impl GoogleCalendarClient {
    /// Creates a new client with the given access token.
    pub fn new(access_token: impl Into<String>, timeout: Duration) -> Self {
        let http_client = reqwest::Client::builder()
            .timeout(timeout)
            .build()
            .expect("failed to create HTTP client");

        Self {
            http_client,
            access_token: access_token.into(),
            base_url: CALENDAR_API_BASE.to_string(),
        }
    }

    /// Overrides the API base URL (for tests against a local server).
    pub fn with_base_url(mut self, base_url: impl Into<String>) -> Self {
        self.base_url = base_url.into();
        self
    }

    /// Queries committed busy intervals on a calendar.
    ///
    /// An absent calendar entry or empty busy list is a valid "nothing
    /// busy" response. Busy entries missing a boundary, with an unparseable
    /// timestamp, or with an inverted range are skipped with a warning
    /// rather than failing the query.
    pub async fn query_busy(
        &self,
        calendar_id: &str,
        time_min: DateTime<Utc>,
        time_max: DateTime<Utc>,
        time_zone: &str,
    ) -> ProviderResult<Vec<TimeSlot>> {
        let url = format!("{}/freeBusy", self.base_url);
        let request = FreeBusyRequest {
            time_min,
            time_max,
            time_zone: time_zone.to_string(),
            items: vec![FreeBusyItem {
                id: calendar_id.to_string(),
            }],
        };

        let response = self
            .http_client
            .post(&url)
            .bearer_auth(&self.access_token)
            .json(&request)
            .send()
            .await
            .map_err(map_transport_error)?;

        let body = check_status(response).await?;

        let parsed: FreeBusyResponse = serde_json::from_str(&body).map_err(|e| {
            ProviderError::invalid_response(format!("failed to parse freebusy response: {}", e))
        })?;

        let calendar = match parsed.calendars.get(calendar_id) {
            Some(calendar) => calendar,
            None => return Ok(Vec::new()),
        };

        if let Some(errors) = &calendar.errors {
            if let Some(error) = errors.first() {
                return Err(match error.reason.as_deref() {
                    Some("notFound") => {
                        ProviderError::not_found(format!("calendar not found: {}", calendar_id))
                    }
                    reason => ProviderError::server(format!(
                        "freebusy query failed for {}: {}",
                        calendar_id,
                        reason.unwrap_or("unknown reason")
                    )),
                });
            }
        }

        let mut busy = Vec::new();
        for period in &calendar.busy {
            if let Some(slot) = convert_busy_period(period, calendar_id) {
                busy.push(slot);
            }
        }

        debug!(
            calendar_id,
            busy = busy.len(),
            "fetched busy intervals"
        );
        Ok(busy)
    }

    /// Inserts an event into a calendar and returns its descriptor.
    pub async fn insert_event(
        &self,
        calendar_id: &str,
        draft: &EventDraft,
    ) -> ProviderResult<CreatedEvent> {
        let url = format!(
            "{}/calendars/{}/events",
            self.base_url,
            urlencoding::encode(calendar_id)
        );

        let request = ApiEventWrite {
            summary: draft.summary.clone(),
            description: draft.description.clone().unwrap_or_default(),
            start: ApiEventTime {
                date_time: Some(draft.start.format(WALL_CLOCK_FORMAT).to_string()),
                time_zone: Some(draft.time_zone.clone()),
            },
            end: ApiEventTime {
                date_time: Some(draft.end.format(WALL_CLOCK_FORMAT).to_string()),
                time_zone: Some(draft.time_zone.clone()),
            },
            attendees: draft.attendee.as_ref().map(|a| {
                vec![ApiAttendee {
                    display_name: Some(a.display_name.clone()),
                    email: a.email.clone(),
                }]
            }),
        };

        let response = self
            .http_client
            .post(&url)
            .bearer_auth(&self.access_token)
            .json(&request)
            .send()
            .await
            .map_err(map_transport_error)?;

        let body = check_status(response).await?;

        let parsed: ApiEventResponse = serde_json::from_str(&body).map_err(|e| {
            ProviderError::invalid_response(format!("failed to parse event response: {}", e))
        })?;

        convert_created_event(parsed)
    }
}

/// Maps reqwest transport failures to network errors.
fn map_transport_error(e: reqwest::Error) -> ProviderError {
    if e.is_timeout() {
        ProviderError::network("request timeout")
    } else if e.is_connect() {
        ProviderError::network(format!("connection failed: {}", e))
    } else {
        ProviderError::network(format!("request failed: {}", e))
    }
}
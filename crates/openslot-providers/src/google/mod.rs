//! Google Calendar provider implementation.
//!
//! This module provides a [`GoogleProvider`] backed by the Google Calendar
//! API v3: the freebusy endpoint for committed time and the events endpoint
//! for insertions.
//!
//! # Authentication
//!
//! The provider is configured with an OAuth client id/secret and a
//! long-lived refresh token (obtained out of band); it exchanges the refresh
//! token for short-lived access tokens as needed. There is no interactive
//! flow here.
//!
//! # Example
//!
//! ```ignore
//! use openslot_providers::google::{GoogleConfig, GoogleCredentials, GoogleProvider};
//!
//! let credentials = GoogleCredentials::new(
//!     "your-client-id.apps.googleusercontent.com",
//!     "your-client-secret",
//!     "your-refresh-token",
//! );
//! let provider = GoogleProvider::new(GoogleConfig::new(credentials))?;
//!
//! let busy = provider.query_busy(query).await?;
//! ```

mod auth;
mod client;
mod config;
mod provider;

pub use auth::TokenInfo;
pub use client::GoogleCalendarClient;
pub use config::{GoogleConfig, GoogleCredentials};
pub use provider::GoogleProvider;
//! HTTP surface for openslot.
//!
//! This crate wires the availability computation to the outside world:
//! - [`AvailabilityService`] orchestrates the per-request flow (validate,
//!   fetch busy intervals, generate and filter slots; validate, insert
//!   event).
//! - [`routes`] exposes the two HTTP operations the voice agent calls.
//! - [`ServerConfig`] is the explicit configuration structure the service is
//!   constructed with; nothing reads the process environment outside the
//!   binary entrypoint.
//!
//! # Example
//!
//! ```rust,no_run
//! use std::sync::Arc;
//! use openslot_providers::StaticProvider;
//! use openslot_server::{AvailabilityService, ServerConfig, routes};
//!
//! #[tokio::main]
//! async fn main() -> Result<(), Box<dyn std::error::Error>> {
//!     let config = ServerConfig::default();
//!     let provider = Arc::new(StaticProvider::default());
//!     let service = Arc::new(AvailabilityService::new(config.clone(), provider));
//!
//!     let app = routes::router(service);
//!     let listener = tokio::net::TcpListener::bind(config.bind_addr).await?;
//!     axum::serve(listener, app).await?;
//!     Ok(())
//! }
//! ```

mod config;
mod error;
pub mod routes;
mod service;

pub use config::ServerConfig;
pub use error::ServiceError;
pub use service::AvailabilityService;
use chrono::{NaiveDate, Utc};
use crossterm::event::{self, Event as CEvent, KeyCode, KeyEventKind};
use crossterm::terminal::{disable_raw_mode, enable_raw_mode, EnterAlternateScreen, LeaveAlternateScreen};
use crossterm::{execute, ExecutableCommand};
use ratatui::backend::CrosstermBackend;
use ratatui::layout::{Constraint, Direction, Layout, Rect};
use ratatui::style::{Color, Modifier, Style};
use ratatui::symbols::Marker;
use ratatui::text::{Line, Span};
use ratatui::widgets::canvas::{Canvas, Context, Line as CanvasLine};
use ratatui::widgets::{Block, Borders, Clear, List, ListItem, ListState, Paragraph};
use ratatui::{Frame, Terminal};

use crate::domain::{
	format_signed, Axis, Completion, DashboardMode, NewProject, Parameters, Project, ProjectEdit, Totals,
	PARAMETER_MAX, PARAMETER_MIN,
};
use crate::store::{DashboardStore, DashboardView, Toast};

const FOCUSED_FIELD_COLOR: Color = Color::Yellow;
const HIGHLIGHT_BACKGROUND_COLOR: Color = Color::Rgb(42, 45, 52);
const CURRENT_POLYGON_COLOR: Color = Color::Rgb(37, 99, 235);
const DONE_POLYGON_COLOR: Color = Color::Rgb(107, 114, 128);
const GRID_COLOR: Color = Color::DarkGray;
const RADAR_RADIUS: f64 = 1.0;
const RADAR_BOUND: f64 = 1.45;
const MODE_BUTTONS: [DashboardMode; 3] = [DashboardMode::Done, DashboardMode::Current, DashboardMode::Virtual];

pub fn run_dashboard(store: &mut DashboardStore) -> Result<(), Box<dyn Error>> {
	enable_raw_mode()?;
	let mut stdout = io::stdout();
	stdout.execute(EnterAlternateScreen)?;
	let backend = CrosstermBackend::new(stdout);
	let mut terminal = Terminal::new(backend)?;

	let result = run_event_loop(&mut terminal, store);

	disable_raw_mode()?;
	execute!(terminal.backend_mut(), LeaveAlternateScreen)?;
	terminal.show_cursor()?;

	result
}

fn run_event_loop(
	terminal: &mut Terminal<CrosstermBackend<io::Stdout>>,
	store: &mut DashboardStore,
) -> Result<(), Box<dyn Error>> {
	let mut app = App::default();

	loop {
		store.tick(Utc::now());

		let selected_id = {
			let snapshot: &DashboardStore = store;
			let view = snapshot.view();
			app.clamp_selection(&view);
			terminal.draw(|frame| draw_dashboard(frame, &app, snapshot, &view))?;
			app.selected_project_id(&view)
		};

		if event::poll(StdDuration::from_millis(250))? {
			if let CEvent::Key(key) = event::read()? {
				if key.kind != KeyEventKind::Press {
					continue;
				}

				let should_quit = if app.form.is_some() {
					handle_form_key(&mut app, key.code, store);
					false
				} else {
					handle_normal_key(&mut app, key.code, store, selected_id.as_deref())
				};

				if should_quit {
					break;
				}
			}
		}
	}

	Ok(())
}
use std::collections::HashSet;
use std::fs;
use std::io::ErrorKind;
use std::path::Path;

use chrono::NaiveDate;
use serde::Deserialize;
use thiserror::Error;

use crate::domain::{Parameters, Project, ProjectStatus};

#[derive(Debug, Error)]
pub enum FixtureError {
    #[error("io error: {0}")]
    Io(#[from] std::io::Error),
    #[error("failed to parse TOML fixture: {0}")]
    TomlDecode(#[from] toml::de::Error),
    #[error("invalid project {id}: {reason}")]
    Invalid { id: String, reason: String },
}

#[derive(Debug, Deserialize)]
struct SeedFile {
    #[serde(default)]
    projects: Vec<Project>,
}

pub fn load_seed(path: &Path) -> Result<Vec<Project>, FixtureError> {
    let raw = match fs::read_to_string(path) {
        Ok(content) => content,
        Err(err) if err.kind() == ErrorKind::NotFound => {
            tracing::info!(
                event = "fixtures.seed.missing",
                path = %path.display(),
                "seed file not found, using sample projects"
            );
            return Ok(sample_projects());
        }
        Err(err) => return Err(FixtureError::Io(err)),
    };

    let seed: SeedFile = toml::from_str(&raw)?;
    validate(&seed.projects)?;
    tracing::debug!(
        event = "fixtures.seed.loaded",
        path = %path.display(),
        count = seed.projects.len()
    );
    Ok(seed.projects)
}

fn validate(projects: &[Project]) -> Result<(), FixtureError> {
    let mut seen = HashSet::new();
    for project in projects {
        let invalid = |reason: &str| FixtureError::Invalid {
            id: project.id.clone(),
            reason: reason.to_string(),
        };

        if !seen.insert(project.id.as_str()) {
            return Err(invalid("duplicate id"));
        }
        if project.title.trim().is_empty() {
            return Err(invalid("title is empty"));
        }
        if !project.parameters.is_in_range() {
            return Err(invalid("parameters must be within -5..=5"));
        }
        if project.is_done() != project.end_date.is_some() {
            return Err(invalid("end_date must be set exactly when status is done"));
        }
    }
    Ok(())
}

pub fn sample_projects() -> Vec<Project> {
    vec![
        sample(
            "1",
            "Dashboard UI refresh",
            (2025, 1, 15),
            None,
            Parameters::new(2, 1, 1, 3, 1),
        ),
        sample(
            "2",
            "API performance tuning",
            (2025, 1, 10),
            None,
            Parameters::new(-1, 2, -2, 2, 0),
        ),
        sample(
            "3",
            "Team study sessions",
            (2024, 12, 20),
            None,
            Parameters::new(1, 2, 2, 1, 3),
        ),
        sample(
            "4",
            "Legacy code refactoring",
            (2024, 11, 1),
            Some((2024, 12, 28)),
            Parameters::new(-2, 1, -1, 2, 1),
        ),
    ]
}

fn sample(
    id: &str,
    title: &str,
    start: (i32, u32, u32),
    end: Option<(i32, u32, u32)>,
    parameters: Parameters,
) -> Project {
    let to_date = |(year, month, day): (i32, u32, u32)| {
        NaiveDate::from_ymd_opt(year, month, day).expect("sample date must be valid")
    };
    Project {
        id: id.to_string(),
        title: title.to_string(),
        start_date: to_date(start),
        end_date: end.map(to_date),
        status: if end.is_some() {
            ProjectStatus::Done
        } else {
            ProjectStatus::Active
        },
        memo: None,
        parameters,
    }
}
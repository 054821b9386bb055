use serde::Serialize;

use crate::domain::{Axis, DashboardMode, Project, Totals};

#[derive(Debug, Clone, Copy, PartialEq, Eq)]
pub enum HighlightVariant {
    Top,
    Low,
}

#[derive(Debug, Clone, Copy, PartialEq, Eq, Serialize)]
pub struct Highlight {
    pub axis: Axis,
    pub label: &'static str,
}

impl Highlight {
    fn new(axis: Axis) -> Self {
        Self {
            axis,
            label: axis.label(),
        }
    }
}

pub fn compute_totals<'a, I>(projects: I) -> Totals
where
    I: IntoIterator<Item = &'a Project>,
{
    let mut totals = Totals::zero();
    for project in projects {
        totals.add_parameters(&project.parameters);
    }
    totals
}

pub fn select_totals(mode: DashboardMode, current: Totals, done: Totals, all: Totals) -> Totals {
    match mode {
        DashboardMode::Current => current,
        DashboardMode::Done => done,
        _ => all,
    }
}

pub fn total_sum(totals: &Totals) -> i32 {
    Axis::ALL.iter().map(|axis| totals.get(*axis)).sum()
}

/// `Top` always yields an axis. `Low` yields one only when some axis is
/// net negative.
pub fn highlight(totals: &Totals, variant: HighlightVariant) -> Option<Highlight> {
    let mut selected = Axis::ALL[0];
    for axis in Axis::ALL.into_iter().skip(1) {
        let value = totals.get(axis);
        let current = totals.get(selected);
        let better = match variant {
            HighlightVariant::Top => value > current,
            HighlightVariant::Low => value < current,
        };
        if better {
            selected = axis;
        }
    }

    if variant == HighlightVariant::Low && totals.get(selected) >= 0 {
        return None;
    }

    Some(Highlight::new(selected))
}
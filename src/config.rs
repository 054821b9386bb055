use std::env;
use std::fs;
use std::io::ErrorKind;
use std::path::{Path, PathBuf};

use serde::{Deserialize, Deserializer};
use thiserror::Error;

use crate::domain::DashboardMode;

const CONFIG_ENV: &str = "IMPACT_DASHBOARD_CONFIG";
const CONFIG_FILE: &str = "config.toml";
const APP_DIR: &str = "impact_dashboard";
pub const DEFAULT_LOG_FILTER: &str = "impact_dashboard=info";

#[derive(Debug, Error)]
pub enum ConfigError {
	#[error("failed to read config {path}: {source}")]
	Io {
		path: PathBuf,
		#[source]
		source: std::io::Error,
	},
	#[error("failed to parse config {path}: {source}")]
	TomlDecode {
		path: PathBuf,
		#[source]
		source: toml::de::Error,
	},
}

#[derive(Debug, Clone, PartialEq, Eq, Deserialize)]
#[serde(default)]
pub struct DashboardConfig {
	#[serde(deserialize_with = "deserialize_mode")]
	pub initial_mode: DashboardMode,
	pub seed: Option<PathBuf>,
	pub log_file: Option<PathBuf>,
	pub log_filter: String,
}

impl Default for DashboardConfig {
	fn default() -> Self {
		Self {
			initial_mode: DashboardMode::Current,
			seed: None,
			log_file: None,
			log_filter: DEFAULT_LOG_FILTER.to_string(),
		}
	}
}

fn deserialize_mode<'de, D>(deserializer: D) -> Result<DashboardMode, D::Error>
where
	D: Deserializer<'de>,
{
	let name = String::deserialize(deserializer)?;
	Ok(DashboardMode::from_name(&name))
}

pub fn resolve_config_path(cli_path: Option<PathBuf>) -> Option<PathBuf> {
	if let Some(path) = cli_path {
		return Some(path);
	}

	if let Some(path) = env::var_os(CONFIG_ENV) {
		let path = PathBuf::from(path);
		if !path.as_os_str().is_empty() {
			return Some(path);
		}
	}

	config_dir().map(|dir| dir.join(CONFIG_FILE))
}

/// A missing file yields the defaults. Relative `seed` and `log_file`
/// paths are taken relative to the config file.
pub fn load_config(path: Option<&Path>) -> Result<DashboardConfig, ConfigError> {
	let Some(path) = path else {
		return Ok(DashboardConfig::default());
	};

	let raw = match fs::read_to_string(path) {
		Ok(raw) => raw,
		Err(err) if err.kind() == ErrorKind::NotFound => {
			tracing::debug!(event = "config.missing", path = %path.display());
			return Ok(DashboardConfig::default());
		}
		Err(source) => {
			return Err(ConfigError::Io {
				path: path.to_path_buf(),
				source,
			});
		}
	};

	let mut config: DashboardConfig = toml::from_str(&raw).map_err(|source| ConfigError::TomlDecode {
		path: path.to_path_buf(),
		source,
	})?;

	if let Some(base) = path.parent() {
		config.seed = config.seed.map(|seed| relative_to(base, seed));
		config.log_file = config.log_file.map(|log_file| relative_to(base, log_file));
	}

	Ok(config)
}

fn relative_to(base: &Path, path: PathBuf) -> PathBuf {
	if path.is_absolute() {
		path
	} else {
		base.join(path)
	}
}

fn config_dir() -> Option<PathBuf> {
	#[cfg(target_os = "windows")]
	{
		if let Some(path) = env::var_os("APPDATA") {
			return Some(PathBuf::from(path).join(APP_DIR));
		}
	}

	if let Some(path) = env::var_os("XDG_CONFIG_HOME") {
		return Some(PathBuf::from(path).join(APP_DIR));
	}

	env::var_os("HOME").map(|home| PathBuf::from(home).join(".config").join(APP_DIR))
}

#[cfg(test)]
mod tests {
	use std::fs;
	use std::path::PathBuf;

	use crate::domain::DashboardMode;

	use super::{ConfigError, DEFAULT_LOG_FILTER, DashboardConfig, load_config, resolve_config_path};

	#[test]
	fn cli_path_wins() {
		let path = PathBuf::from("/tmp/elsewhere.toml");
		assert_eq!(resolve_config_path(Some(path.clone())), Some(path));
	}

	#[test]
	fn missing_config_uses_defaults() {
		let dir = tempfile::tempdir().expect("temp dir");
		let config = load_config(Some(&dir.path().join("config.toml"))).expect("defaults");
		assert_eq!(config, DashboardConfig::default());
		assert_eq!(load_config(None).expect("defaults").log_filter, DEFAULT_LOG_FILTER);
	}

	#[test]
	fn reads_fields_and_resolves_relative_paths() {
		let dir = tempfile::tempdir().expect("temp dir");
		let path = dir.path().join("config.toml");
		fs::write(
			&path,
			"initial_mode = \"done\"\nseed = \"seed.toml\"\nlog_file = \"/var/log/dash.log\"\n",
		)
		.expect("write config");

		let config = load_config(Some(&path)).expect("config should load");
		assert_eq!(config.initial_mode, DashboardMode::Done);
		assert_eq!(config.seed, Some(dir.path().join("seed.toml")));
		assert_eq!(config.log_file, Some(PathBuf::from("/var/log/dash.log")));
		assert_eq!(config.log_filter, DEFAULT_LOG_FILTER);
	}

	#[test]
	fn unknown_mode_falls_back_to_virtual() {
		let dir = tempfile::tempdir().expect("temp dir");
		let path = dir.path().join("config.toml");
		fs::write(&path, "initial_mode = \"everything\"\n").expect("write config");

		let config = load_config(Some(&path)).expect("config should load");
		assert_eq!(config.initial_mode, DashboardMode::Virtual);
	}

	#[test]
	fn malformed_config_is_an_error() {
		let dir = tempfile::tempdir().expect("temp dir");
		let path = dir.path().join("config.toml");
		fs::write(&path, "initial_mode = [").expect("write config");

		assert!(matches!(load_config(Some(&path)), Err(ConfigError::TomlDecode { .. })));
	}
}
use std::fs::OpenOptions;
use std::path::Path;
use std::sync::Mutex;

use thiserror::Error;
use tracing_subscriber::fmt::writer::BoxMakeWriter;
use tracing_subscriber::{EnvFilter, layer::SubscriberExt, util::SubscriberInitExt};

#[derive(Debug, Error)]
pub enum LoggingError {
	#[error("failed to open log file: {0}")]
	Io(#[from] std::io::Error),
	#[error("invalid log filter: {0}")]
	Filter(#[from] tracing_subscriber::filter::ParseError),
	#[error("failed to install subscriber: {0}")]
	Init(#[from] tracing_subscriber::util::TryInitError),
}

#[derive(Debug, Clone, Copy, PartialEq, Eq)]
pub enum LogTarget {
	Stderr,
	Discard,
}

/// `RUST_LOG` overrides `filter`. A log file takes precedence over
/// `fallback`.
pub fn init_logging(filter: &str, log_file: Option<&Path>, fallback: LogTarget) -> Result<(), LoggingError> {
	let filter = match EnvFilter::try_from_default_env() {
		Ok(filter) => filter,
		Err(_) => EnvFilter::try_new(filter)?,
	};

	let writer = match log_file {
		Some(path) => {
			let file = OpenOptions::new().create(true).append(true).open(path)?;
			BoxMakeWriter::new(Mutex::new(file))
		}
		None => match fallback {
			LogTarget::Stderr => BoxMakeWriter::new(std::io::stderr),
			LogTarget::Discard => BoxMakeWriter::new(std::io::sink),
		},
	};

	tracing_subscriber::registry()
		.with(tracing_subscriber::fmt::layer().with_writer(writer).with_ansi(log_file.is_none()))
		.with(filter)
		.try_init()?;

	Ok(())
}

◆ ◆ ◆ ◆ ◆

* _Work request_
Each line of the listing above that contains the word "enum" is to be copied.

* _The completed task_
pub enum FixtureError {
pub enum HighlightVariant {
pub enum ConfigError {
pub enum LoggingError {
pub enum LogTarget {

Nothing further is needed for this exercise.